Federal Sentencing Reduction: Compassionate Release and First Step Act
Welcome to Federal Lawyers. Our goal is to give you the honest truth about compassionate release that most law firm websites won’t tell you. The system has a name that sounds humanitarian. It isn’t. What follows is the reality of federal sentencing reduction through compassionate release – and why the First Step Act changed everything while changing almost nothing.
You’ve probably heard that the First Step Act of 2018 made compassionate release easier to obtain. That’s technically true. Before the Act, federal prisoners had to ask the Bureau of Prisons for permission to file a court motion. The BOP almost never said yes. Now prisoners can go directly to court after 30 days. That sounds like progress. It sounds like the system finally developed some actual compassion.
Here’s the reality: federal courts now deny 84% of compassionate release motions. Read that number again.
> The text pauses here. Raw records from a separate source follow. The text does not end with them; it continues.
#[cfg(test)]
mod tests {
    use super::*;
    use chrono::TimeZone;
    use morodas_scheduler::store::RunStatus;
    use morodas_scheduler::trigger::SchedulePatch;

    fn open_test_db(name: &str) -> (MorodasDb, std::path::PathBuf) {
        let dir = std::env::temp_dir().join(format!("morodas-db-test-{name}"));
        std::fs::create_dir_all(&dir).ok();
        let path = dir.join("test.db");
        std::fs::remove_file(&path).ok();
        (MorodasDb::open(&path).unwrap(), dir)
    }

    fn at(y: i32, mo: u32, d: u32, h: u32) -> DateTime<Utc> {
        Utc.with_ymd_and_hms(y, mo, d, h, 0, 0).unwrap()
    }

    fn nine_daily() -> Schedule {
        Schedule { frequency: Frequency::Daily, day_of_week: None, day_of_month: None, hour: 9, minute: 0 }
    }

    #[test]
    fn test_agent_crud_roundtrip() {
        let (db, dir) = open_test_db("agent-crud");
        let agent = db.create_agent("Lead Hunter", "prospecting", true).unwrap();
        assert_eq!(db.list_agents().unwrap().len(), 1);

        let patched = db
            .update_agent(&agent.id, &AgentPatch { enabled: Some(false), ..Default::default() })
            .unwrap();
        assert!(!patched.enabled);
        assert_eq!(patched.name, "Lead Hunter");

        assert!(db.delete_agent(&agent.id).unwrap());
        assert!(db.get_agent(&agent.id).is_err());
        std::fs::remove_dir_all(&dir).ok();
    }

    #[test]
    fn test_trigger_create_computes_next_fire() {
        let (db, dir) = open_test_db("trigger-create");
        let agent = db.create_agent("a", "workflow", true).unwrap();
        let trigger = db
            .create_trigger(&agent.id, "daily digest", nine_daily(), true, at(2026, 3, 11, 0))
            .unwrap();
        assert!(trigger.next_fire_at.is_some());

        let loaded = db.get_trigger(&trigger.id).unwrap();
        assert_eq!(loaded.next_fire_at, trigger.next_fire_at);
        assert_eq!(loaded.schedule, trigger.schedule);
        std::fs::remove_dir_all(&dir).ok();
    }

    #[test]
    fn test_trigger_for_unknown_agent_rejected() {
        let (db, dir) = open_test_db("trigger-orphan");
        let err = db.create_trigger("nope", "t", nine_daily(), true, at(2026, 3, 11, 0));
        assert!(matches!(err, Err(MorodasError::NotFound(_))));
        std::fs::remove_dir_all(&dir).ok();
    }

    #[test]
    fn test_disable_clears_and_reenable_recomputes() {
        let (db, dir) = open_test_db("trigger-toggle");
        let agent = db.create_agent("a", "workflow", true).unwrap();
        let trigger = db
            .create_trigger(&agent.id, "t", nine_daily(), true, at(2026, 3, 11, 0))
            .unwrap();

        let off = db
            .update_trigger(&trigger.id, &TriggerPatch { enabled: Some(false), ..Default::default() }, at(2026, 3, 11, 1))
            .unwrap();
        assert!(off.next_fire_at.is_none());

        let on = db
            .update_trigger(&trigger.id, &TriggerPatch { enabled: Some(true), ..Default::default() }, at(2026, 3, 12, 1))
            .unwrap();
        assert!(on.next_fire_at.is_some());
        assert!(on.next_fire_at.unwrap() > at(2026, 3, 12, 1));
        std::fs::remove_dir_all(&dir).ok();
    }

    #[test]
    fn test_schedule_patch_merges_and_recomputes() {
        let (db, dir) = open_test_db("trigger-patch");
        let agent = db.create_agent("a", "workflow", true).unwrap();
        let trigger = db
            .create_trigger(&agent.id, "t", nine_daily(), true, at(2026, 3, 11, 0))
            .unwrap();

        let patch = TriggerPatch {
            schedule: SchedulePatch {
                frequency: Some(Frequency::Weekly),
                day_of_week: Some(1),
                ..Default::default()
            },
            ..Default::default()
        };
        let updated = db.update_trigger(&trigger.id, &patch, at(2026, 3, 11, 0)).unwrap();
        assert_eq!(updated.schedule.frequency, Frequency::Weekly);
        // untouched fields kept
        assert_eq!(updated.schedule.hour, 9);
        assert_ne!(updated.next_fire_at, trigger.next_fire_at);
        std::fs::remove_dir_all(&dir).ok();
    }

    #[test]
    fn test_due_triggers_join_and_filter() {
        let (db, dir) = open_test_db("due");
        let active = db.create_agent("active", "workflow", true).unwrap();
        let disabled = db.create_agent("disabled", "workflow", false).unwrap();

        let t0 = at(2026, 3, 11, 0);
        db.create_trigger(&active.id, "due-1", nine_daily(), true, t0).unwrap();
        db.create_trigger(&disabled.id, "due-2", nine_daily(), true, t0).unwrap();
        // disabled trigger: no next_fire_at, never due
        db.create_trigger(&active.id, "off", nine_daily(), false, t0).unwrap();

        let due = db.due_triggers(at(2026, 3, 13, 0)).unwrap();
        assert_eq!(due.len(), 2);
        // the disabled-agent trigger is returned with its flag — the sweep decides
        let flags: Vec<bool> = due.iter().map(|d| d.agent_enabled).collect();
        assert!(flags.contains(&true) && flags.contains(&false));

        // nothing due before the fire time
        assert!(db.due_triggers(t0).unwrap().is_empty());
        std::fs::remove_dir_all(&dir).ok();
    }

    #[test]
    fn test_record_fire_commits_all_three_writes() {
        let (db, dir) = open_test_db("fire");
        let agent = db.create_agent("a", "workflow", true).unwrap();
        let t0 = at(2026, 3, 11, 0);
        let trigger = db.create_trigger(&agent.id, "t", nine_daily(), true, t0).unwrap();

        let now = at(2026, 3, 12, 1);
        let next = at(2026, 3, 13, 0);
        let run = NewRun {
            agent_id: agent.id.clone(),
            status: RunStatus::Completed,
            output: serde_json::json!({"trigger_id": trigger.id}),
            error: None,
            duration_ms: Some(5),
        };
        let run_id = db.record_fire(&trigger.id, &run, now, next).unwrap();

        let fired = db.get_trigger(&trigger.id).unwrap();
        assert_eq!(fired.last_fired_at, Some(now));
        assert_eq!(fired.next_fire_at, Some(next));
        assert_eq!(db.get_agent(&agent.id).unwrap().last_run_at, Some(now));

        let runs = db.list_runs(Some(&agent.id), 10).unwrap();
        assert_eq!(runs.len(), 1);
        assert_eq!(runs[0].id, run_id);
        assert_eq!(runs[0].status, "completed");
        std::fs::remove_dir_all(&dir).ok();
    }

    #[test]
    fn test_record_fire_rolls_back_on_missing_trigger() {
        let (db, dir) = open_test_db("fire-rollback");
        let agent = db.create_agent("a", "workflow", true).unwrap();
        let run = NewRun {
            agent_id: agent.id.clone(),
            status: RunStatus::Completed,
            output: serde_json::json!({}),
            error: None,
            duration_ms: None,
        };
        let err = db.record_fire("ghost", &run, at(2026, 3, 12, 1), at(2026, 3, 13, 0));
        assert!(err.is_err());
        // the run insert rolled back with the transaction
        assert!(db.list_runs(None, 10).unwrap().is_empty());
        assert!(db.get_agent(&agent.id).unwrap().last_run_at.is_none());
        std::fs::remove_dir_all(&dir).ok();
    }

    #[test]
    fn test_delete_agent_cascades_triggers_keeps_runs() {
        let (db, dir) = open_test_db("cascade");
        let agent = db.create_agent("a", "workflow", true).unwrap();
        let trigger = db
            .create_trigger(&agent.id, "t", nine_daily(), true, at(2026, 3, 11, 0))
            .unwrap();
        db.append_run(&NewRun {
            agent_id: agent.id.clone(),
            status: RunStatus::Failed,
            output: serde_json::json!({}),
            error: Some("boom".into()),
            duration_ms: None,
        })
        .unwrap();

        db.delete_agent(&agent.id).unwrap();
        assert!(db.get_trigger(&trigger.id).is_err());
        assert_eq!(db.list_runs(None, 10).unwrap().len(), 1);
        std::fs::remove_dir_all(&dir).ok();
    }
}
Eighty-four percent. The First Step Act removed the BOP as gatekeeper and handed that role to federal judges – who turned out to be almost as restrictive. According to USSC data from FY 2024, the overwhelming majority of inmates who file for compassionate release are told no. The “compassion” exists only in the statute’s name.
The 84% Wall: Why “Compassionate” Release Almost Never Happens
The numbers dont lie. When the USSC released its FY 2024 compassionate release statistics, they revealed what defense attorneys have known for years: this isnt a system designed to grant relief. Its a system designed to deny it. Heres the kicker: even when you meet every technical requirement, courts find reasons to say no.
The statute requires “extraordinary and compelling” circumstances. That phrase – extraordinary and compelling – does alot of heavy lifting. Courts have interpreted it to mean your dying. Literaly dying. And sometimes that isnt enough either. Carlos Tapia-Ponce was 94 years old and terminaly ill when the court denied his motion. He died the following month in federal prison. The court said his death wasnt imminent enough. Think about that. Ninety-four years old. Terminal diagnosis. Denied becuase he might live another few months.
Most people assume that if your sick enough, if your circumstances are dire enough, the system will show some humanity. Thats not how it works. The system evaluates your suffering against a legal standard so narrow that most genuine emergencies dont qualify. Youve got cancer? Courts have denied cancer patients. Youve got COVID complications and respiratory failure? Courts denied those too during the pandemic. The “extraordinary and compelling” language has become a wall, not a gateway.
Before the First Step Act, 5% of compassionate release applicants died while waiting for the BOP to decide their cases. The system wasnt slow by accident. It was designed for denial through delay.
Before First Step Act: The BOP Gatekeeping Era
Let that sink in. From 2006 to 2011, the Bureau of Prisons approved an average of 24 compassionate release requests per year. Twenty-four. Out of more then 200,000 federal inmates. The DOJ Inspector General documented this in a scathing 2013 report that exposed how the BOP had basicly shut down the entire program.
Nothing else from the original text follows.